May 18, 1995: The Bulls are eliminated in the second round of the playoffs by Shaquille O’Neal and the Orlando Magic. It’s the first playoff series Jordan has lost since June, 3 1990.
April 21, 1996: Alongside Toni Kukoc, Scottie Pippen and newly acquired Dennis Rodman, the Bulls beat the Washington Bullets 103-93 to win their 72nd game of the season, an NBA record. Jordan is the league’s MVP.
June 16, 1996: The Bulls cap a postseason in which they lost only three times by beating the Seattle SuperSonics 87-75. Jordan wins his fourth Finals MVP.
July 13, 1996: Jordan signs a one-year deal worth $30 million, the biggest single-season contract in American team sports history.

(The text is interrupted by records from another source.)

//! Ordered post-generation rules.
//!
//! Every rule pairs a predicate over the resolved configuration with the
//! file-system actions it implies. Predicates never look at the tree, so the
//! set of rules that will fire is known before anything is touched.
//!
//! Ordering of rules that touch overlapping paths:
//! - `remove-docs` and the `docs-*` rules are exclusive (the latter need a framework).
//!   `remove-docs` also takes the root mkdocs config, which otherwise only
//!   `docs-unused-config` would remove.
//! - `docs-unused-config` runs before `docs-requote-author`, which edits the conf
//!   file that the former keeps for Sphinx projects.
//! - `docs-unused-pages` runs before `docs-authors-page`; the page it removes has
//!   the kept extension, so the two never target the same file.
//! - `nox` and `tox` are exclusive; exactly one fires.

use crate::config::ResolvedConfiguration;
use crate::constants::options;
use crate::error::Result;
use crate::layout::{DocsFlavor, ProjectPath};
use crate::rewrite::{rewrite_quoted, unescape_entities};
use crate::tree::ProjectTree;
use log::{debug, info};
use std::fmt;

/// A file-system mutation performed by a rule.
#[derive(Debug, Clone, Copy, PartialEq, Eq)]
pub enum Action {
    DeleteFile(ProjectPath),
    /// Recursive.
    DeleteDir(ProjectPath),
    /// Deletes every file below the directory carrying the unused docs extension.
    DeleteUnusedDocPages(ProjectPath),
    /// Requotes the value of a free-text option inside a file.
    RewriteQuoted { file: ProjectPath, option: &'static str },
}

impl fmt::Display for Action {
    fn fmt(&self, f: &mut fmt::Formatter<'_>) -> fmt::Result {
        match self {
            Action::DeleteFile(path) => write!(f, "delete {path}"),
            Action::DeleteDir(path) => write!(f, "delete {path} recursively"),
            Action::DeleteUnusedDocPages(path) => write!(f, "prune unused pages in {path}"),
            Action::RewriteQuoted { file, option } => write!(f, "requote {option} in {file}"),
        }
    }
}

/// What running an action changed.
#[derive(Debug, Clone, Copy, Default, PartialEq, Eq)]
pub struct ActionEffect {
    pub removed: usize,
    pub rewritten: usize,
}

impl Action {
    fn run(&self, rule: &str, tree: &mut ProjectTree, config: &ResolvedConfiguration) -> Result<ActionEffect> {
        let mut effect = ActionEffect::default();
        match *self {
            Action::DeleteFile(path) => {
                effect.removed += tree.delete_file(rule, &path.resolve(config)?)? as usize;
            }
            Action::DeleteDir(path) => {
                effect.removed += tree.delete_dir(rule, &path.resolve(config)?)? as usize;
            }
            Action::DeleteUnusedDocPages(path) => {
                let Some(flavor) = DocsFlavor::from_config(config) else {
                    return Ok(effect);
                };
                effect.removed +=
                    tree.delete_with_extension(rule, &path.resolve(config)?, flavor.unused_extension())?;
            }
            Action::RewriteQuoted { file, option } => {
                let relative = file.resolve(config)?;
                if !tree.require(rule, &relative)? {
                    return Ok(effect);
                }
                let value = unescape_entities(config.get(option).unwrap_or_default());
                let outcome = rewrite_quoted(tree.path(&relative), &value)?;
                effect.rewritten += outcome.changed() as usize;
            }
        }
        Ok(effect)
    }
}

/// A predicate over the configuration and the actions it triggers, in order.
#[derive(Debug, Clone)]
pub struct Rule {
    pub name: &'static str,
    pub when: fn(&ResolvedConfiguration) -> bool,
    pub actions: Vec<Action>,
}

impl Rule {
    pub fn new(name: &'static str, when: fn(&ResolvedConfiguration) -> bool, actions: Vec<Action>) -> Self {
        Self { name, when, actions }
    }

    pub fn applies(&self, config: &ResolvedConfiguration) -> bool {
        (self.when)(config)
    }
}

/// An immutable, ordered rule table.
#[derive(Debug, Clone)]
pub struct RuleSet {
    rules: Vec<Rule>,
}

impl RuleSet {
    pub fn new(rules: Vec<Rule>) -> Self {
        Self { rules }
    }

    /// The rule table for the python package skeleton.
    pub fn standard() -> Self {
        use Action::*;
        use ProjectPath::*;

        Self::new(vec![
            Rule::new(
                "remove-cli",
                |c| c.is(options::COMMAND_LINE_INTERFACE, "None"),
                vec![DeleteFile(CliModule), DeleteFile(MainModule)],
            ),
            Rule::new("remove-license", |c| c.is(options::LICENSE, "Other"), vec![DeleteFile(License)]),
            Rule::new(
                "remove-authors",
                |c| !c.is(options::CREATE_AUTHOR_FILE, "y"),
                vec![DeleteFile(Authors)],
            ),
            Rule::new(
                "remove-docs",
                |c| DocsFlavor::from_config(c).is_none(),
                vec![DeleteDir(DocsDir), DeleteFile(MkDocsConfig)],
            ),
            Rule::new(
                "docs-unused-config",
                |c| DocsFlavor::from_config(c).is_some(),
                vec![DeleteFile(UnusedDocsConfig)],
            ),
            Rule::new(
                "docs-unused-pages",
                |c| DocsFlavor::from_config(c).is_some(),
                vec![DeleteUnusedDocPages(DocsSource)],
            ),
            Rule::new(
                "docs-authors-page",
                |c| DocsFlavor::from_config(c).is_some() && !c.is(options::CREATE_AUTHOR_FILE, "y"),
                vec![DeleteFile(DocsAuthorsPage)],
            ),
            Rule::new(
                "docs-requote-author",
                |c| {
                    DocsFlavor::from_config(c) == Some(DocsFlavor::Sphinx)
                        && unescape_entities(c.get(options::FULL_NAME).unwrap_or_default()).contains('"')
                },
                vec![RewriteQuoted { file: SphinxConf, option: options::FULL_NAME }],
            ),
            Rule::new(
                "remove-nox",
                |c| !c.is(options::TEST_AUTOMATION_TOOL, "Nox"),
                vec![DeleteFile(NoxFile)],
            ),
            Rule::new(
                "remove-tox",
                |c| c.is(options::TEST_AUTOMATION_TOOL, "Nox"),
                vec![DeleteFile(ToxFile)],
            ),
            Rule::new(
                "remove-tests",
                |c| !c.is(options::HAVE_TESTS, "y"),
                vec![DeleteFile(PytestConfig), DeleteFile(FixtureModule), DeleteDir(TestsDir)],
            ),
        ])
    }

    pub fn iter(&self) -> impl Iterator<Item = &Rule> {
        self.rules.iter()
    }

    pub fn len(&self) -> usize {
        self.rules.len()
    }

    pub fn is_empty(&self) -> bool {
        self.rules.is_empty()
    }
}

impl Default for RuleSet {
    fn default() -> Self {
        RuleSet::standard()
    }
}

/// Summary of one engine pass.
#[derive(Debug, Clone, Default, PartialEq, Eq)]
pub struct EngineReport {
    pub fired: Vec<&'static str>,
    pub removed: usize,
    pub rewritten: usize,
}

/// Applies a [`RuleSet`] to project trees.
#[derive(Debug, Clone)]
pub struct RuleEngine {
    rules: RuleSet,
}

impl RuleEngine {
    pub fn new(rules: RuleSet) -> Self {
        Self { rules }
    }

    pub fn rules(&self) -> &RuleSet {
        &self.rules
    }

    /// Returns the rules that fire for `config`, in execution order.
    pub fn plan<'a>(&'a self, config: &ResolvedConfiguration) -> Vec<&'a Rule> {
        self.rules.iter().filter(|rule| rule.applies(config)).collect()
    }

    /// Runs every applicable rule against `tree` in declared order.
    ///
    /// # Errors
    /// * `Error::MissingExpectedPath` if a rule targets a path a freshly rendered tree lacks
    /// * Any IO error raised while deleting or rewriting
    pub fn apply(&self, tree: &mut ProjectTree, config: &ResolvedConfiguration) -> Result<EngineReport> {
        let mut report = EngineReport::default();

        for rule in self.rules.iter() {
            if !rule.applies(config) {
                debug!("Rule '{}' skipped", rule.name);
                continue;
            }
            info!("Applying rule '{}'", rule.name);
            for action in &rule.actions {
                debug!("[{}] {action}", rule.name);
                let effect = action.run(rule.name, tree, config)?;
                report.removed += effect.removed;
                report.rewritten += effect.rewritten;
            }
            report.fired.push(rule.name);
        }

        Ok(report)
    }
}

#[cfg(test)]
mod tests {
    use super::*;
    use crate::config::{OptionModel, Overrides};

    fn config(pairs: &[(&str, &str)]) -> ResolvedConfiguration {
        let overrides: Overrides = pairs.iter().map(|(k, v)| (k.to_string(), v.to_string())).collect();
        OptionModel::standard().resolve(&overrides).unwrap()
    }

    fn planned(pairs: &[(&str, &str)]) -> Vec<&'static str> {
        let engine = RuleEngine::new(RuleSet::standard());
        engine.plan(&config(pairs)).iter().map(|r| r.name).collect()
    }

    #[test]
    fn test_defaults_plan() {
        assert_eq!(planned(&[]), vec!["docs-unused-config", "docs-unused-pages", "remove-nox"]);
    }

    #[test]
    fn test_no_docs_short_circuits_docs_rules() {
        let plan = planned(&[("documentation_framework", "None"), ("create_author_file", "n")]);
        assert_eq!(plan, vec!["remove-authors", "remove-docs", "remove-nox"]);
    }

    #[test]
    fn test_remove_docs_takes_both_configs() {
        let rules = RuleSet::standard();
        let rule = rules.iter().find(|r| r.name == "remove-docs").unwrap();
        assert!(rule.actions.contains(&Action::DeleteDir(ProjectPath::DocsDir)));
        assert!(rule.actions.contains(&Action::DeleteFile(ProjectPath::MkDocsConfig)));
    }

    #[test]
    fn test_test_runner_rules_are_exclusive() {
        for tool in ["Nox", "Tox"] {
            let plan = planned(&[("test_automation_tool", tool)]);
            let fired = plan.iter().filter(|n| **n == "remove-nox" || **n == "remove-tox").count();
            assert_eq!(fired, 1);
        }
    }

    #[test]
    fn test_requote_needs_sphinx_and_a_quote() {
        let quoted = ("full_name", r#"name "quote" name"#);
        assert!(planned(&[quoted]).contains(&"docs-requote-author"));
        assert!(planned(&[("full_name", "name &quot;quote&quot; name")]).contains(&"docs-requote-author"));
        assert!(!planned(&[quoted, ("documentation_framework", "MkDocs")]).contains(&"docs-requote-author"));
        assert!(!planned(&[("full_name", "O'Connor")]).contains(&"docs-requote-author"));
    }
}
//! Template rendering for project skeletons.
//! The renderer is the external collaborator of the materialization step: it only
//! substitutes configuration values into paths and file contents.
use crate::error::{Error, Result};
use minijinja::Environment;

/// Trait for template rendering engines.
pub trait TemplateRenderer: Sync {
    /// Renders a template string with the given context.
    ///
    /// # Arguments
    /// * `template` - Template string to render
    /// * `context` - Context variables for rendering
    ///
    /// # Returns
    /// * `Result<String>` - Rendered template string
    fn render(&self, template: &str, context: &serde_json::Value) -> Result<String>;
}

/// MiniJinja-based template rendering engine.
pub struct MiniJinjaRenderer {
    /// MiniJinja environment instance
    env: Environment<'static>,
}

impl MiniJinjaRenderer {
    /// Creates a new renderer that keeps the trailing newline of rendered files.
    pub fn new() -> Self {
        let mut env = Environment::new();
        env.set_keep_trailing_newline(true);
        Self { env }
    }
}

impl Default for MiniJinjaRenderer {
    fn default() -> Self {
        MiniJinjaRenderer::new()
    }
}

impl TemplateRenderer for MiniJinjaRenderer {
    /// Renders a template string using MiniJinja.
    ///
    /// # Errors
    /// * `Error::MinijinjaError` if the template does not parse or fails to render
    fn render(&self, template: &str, context: &serde_json::Value) -> Result<String> {
        let mut env = self.env.clone();
        env.add_template("temp", template).map_err(Error::MinijinjaError)?;

        let tmpl = env.get_template("temp").map_err(Error::MinijinjaError)?;

        tmpl.render(context).map_err(Error::MinijinjaError)
    }
}

#[cfg(test)]
mod tests {
    use super::*;

    #[test]
    fn test_minijinja_renderer() {
        let renderer = MiniJinjaRenderer::new();
        let context = serde_json::json!({
            "project_slug": "jar",
            "full_name": "name \"quote\" name"
        });

        let result = renderer.render("src/{{ project_slug }}/cli.py", &context).unwrap();
        assert_eq!(result, "src/jar/cli.py");

        let result = renderer.render("author={{ full_name | tojson }}\n", &context).unwrap();
        assert_eq!(result, "author=\"name \\\"quote\\\" name\"\n");
    }

    #[test]
    fn test_render_error() {
        let renderer = MiniJinjaRenderer::new();
        assert!(renderer.render("{% if %}", &serde_json::json!({})).is_err());
    }
}
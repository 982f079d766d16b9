//! On-disk project tree mutated by the rule engine.

use crate::error::{Error, Result};
use globset::{Glob, GlobSetBuilder};
use log::debug;
use std::fs;
use std::io;
use std::path::{Path, PathBuf};
use walkdir::WalkDir;

/// Whether the tree still has the shape the renderer produced.
#[derive(Debug, Clone, Copy, PartialEq, Eq)]
pub enum TreeState {
    /// Fresh from rendering. Every path a rule targets must exist.
    Rendered,
    /// Rules already ran. Targets that are gone are skipped.
    Materialized,
}

/// A rendered project rooted at a directory.
///
/// Deletions are addressed by paths relative to the root. The tree is owned
/// exclusively by whoever materializes it; nothing else writes to the directory
/// during a run.
#[derive(Debug)]
pub struct ProjectTree {
    root: PathBuf,
    state: TreeState,
}

impl ProjectTree {
    /// Opens a freshly rendered project.
    pub fn open<P: AsRef<Path>>(root: P) -> Result<Self> {
        Self::with_state(root, TreeState::Rendered)
    }

    /// Opens a project that has already been materialized, so rules can be
    /// re-applied without failing on the paths they removed the first time.
    pub fn open_materialized<P: AsRef<Path>>(root: P) -> Result<Self> {
        Self::with_state(root, TreeState::Materialized)
    }

    fn with_state<P: AsRef<Path>>(root: P, state: TreeState) -> Result<Self> {
        let root = root.as_ref();
        if !root.is_dir() {
            return Err(Error::IoError(io::Error::new(
                io::ErrorKind::NotFound,
                format!("project directory '{}' does not exist", root.display()),
            )));
        }
        Ok(Self { root: root.to_path_buf(), state })
    }

    pub fn root(&self) -> &Path {
        &self.root
    }

    pub fn state(&self) -> TreeState {
        self.state
    }

    pub(crate) fn mark_materialized(&mut self) {
        self.state = TreeState::Materialized;
    }

    pub fn path(&self, relative: &Path) -> PathBuf {
        self.root.join(relative)
    }

    pub fn exists(&self, relative: &Path) -> bool {
        self.path(relative).exists()
    }

    /// Checks that `relative` exists. Returns false when it is already gone from a
    /// materialized tree.
    pub fn require(&self, rule: &str, relative: &Path) -> Result<bool> {
        if self.exists(relative) {
            Ok(true)
        } else {
            self.missing(rule, relative)
        }
    }

    /// Deletes a single file. Returns whether anything was removed.
    pub fn delete_file(&mut self, rule: &str, relative: &Path) -> Result<bool> {
        let target = self.path(relative);
        if !target.is_file() {
            return self.missing(rule, relative);
        }
        debug!("[{rule}] Removing file '{}'", relative.display());
        fs::remove_file(target)?;
        Ok(true)
    }

    /// Deletes a directory and everything below it. Returns whether anything was removed.
    pub fn delete_dir(&mut self, rule: &str, relative: &Path) -> Result<bool> {
        let target = self.path(relative);
        if !target.is_dir() {
            return self.missing(rule, relative);
        }
        debug!("[{rule}] Removing directory '{}'", relative.display());
        fs::remove_dir_all(target)?;
        Ok(true)
    }

    /// Deletes every file below `relative` whose extension is `extension`.
    ///
    /// The directory itself must exist on a rendered tree; finding no matching
    /// file is not an error. Returns the number of files removed.
    pub fn delete_with_extension(
        &mut self,
        rule: &str,
        relative: &Path,
        extension: &str,
    ) -> Result<usize> {
        let base = self.path(relative);
        if !base.is_dir() {
            return self.missing(rule, relative).map(|_| 0);
        }

        let matcher = GlobSetBuilder::new()
            .add(Glob::new(&format!("**/*.{extension}"))?)
            .build()?;

        let mut matched = Vec::new();
        for entry in WalkDir::new(&base) {
            let entry = entry.map_err(|e| Error::IoError(e.into()))?;
            let Ok(inner) = entry.path().strip_prefix(&base) else {
                continue;
            };
            if entry.file_type().is_file() && matcher.is_match(inner) {
                matched.push(entry.path().to_path_buf());
            }
        }

        for path in &matched {
            debug!("[{rule}] Removing file '{}'", path.display());
            fs::remove_file(path)?;
        }
        Ok(matched.len())
    }

    pub fn read_to_string(&self, relative: &Path) -> Result<String> {
        Ok(fs::read_to_string(self.path(relative))?)
    }

    /// Lists every file and directory below the root, relative to it, sorted.
    pub fn entries(&self) -> Result<Vec<PathBuf>> {
        let mut entries = Vec::new();
        for entry in WalkDir::new(&self.root).min_depth(1).sort_by_file_name() {
            let entry = entry.map_err(|e| Error::IoError(e.into()))?;
            if let Ok(relative) = entry.path().strip_prefix(&self.root) {
                entries.push(relative.to_path_buf());
            }
        }
        Ok(entries)
    }

    fn missing(&self, rule: &str, relative: &Path) -> Result<bool> {
        match self.state {
            TreeState::Rendered => Err(Error::MissingExpectedPath {
                rule: rule.to_string(),
                path: relative.to_path_buf(),
            }),
            TreeState::Materialized => {
                debug!("[{rule}] '{}' already absent", relative.display());
                Ok(false)
            }
        }
    }
}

Nov. 15, 1996: Space Jam, a movie starring Jordan alongside Bugs Bunny and the rest of the Looney Toons, is released. The movie grossed $230 million despite mixed reviews.
June 11, 1997: A physically depleted Jordan scores 33 in Game 5 of the Finals in what will be known as “The Flu Game.”
June 13, 1997: Jordan and the Bulls win their fifth title, beating the Utah Jazz in six games. Jordan scores 39 in the clincher, winning another Finals MVP.
July 24, 1997: The Bulls sign Phil Jackson to a one-year deal worth $6 million, but management makes it clear that it will be his last season with the Bulls, setting the stage for “The Last Dance.”
June 14, 1998: Jordan scores 45, including a title-winning jumper after he nudges Utah’s Byron Russell before burying an open shot. Chicago wins its sixth title and Jordan collects a sixth Finals MVP. It’s the last basket he’ll make for the Bulls.
Jan. 13, 1999: Saying he is mentally exhausted, Jordan retires from the NBA for a second time.
Jan. 19, 2000: Jordan becomes part owner and team president of the Washington Wizards. His tenure is defined by the decision to select center Kwame Brown out of high school with the No. 1 overall pick in the 2001 NBA draft.
Sept. 25, 2001: Jordan comes out of retirement (again), this time suiting up for the Wizards. He averages 22.9 points in 60 games in his first season back.
April 16, 2003: Jordan plays in his last game in the NBA, scoring 15 points.
May 7, 2003: Wizards owner Abe Polin fires Jordan from his role as team president after three-plus unsuccessful years.
June 15, 2006: Jordan purchases a minority stake in the Charlotte Bobcats from BET founder Robert Johnson, becoming the team’s “managing member of basketball operations.”
Sept. 11, 2009: Jordan is inducted into the Naismith Memorial Basketball Hall of Fame, delivering a scathing speech of the people who doubted him.
March 17, 2010: Jordan buys majority ownership of the Charlotte Bobcats, now known as the Hornets, for $275 million, becoming the first former NBA player to become a majority owner.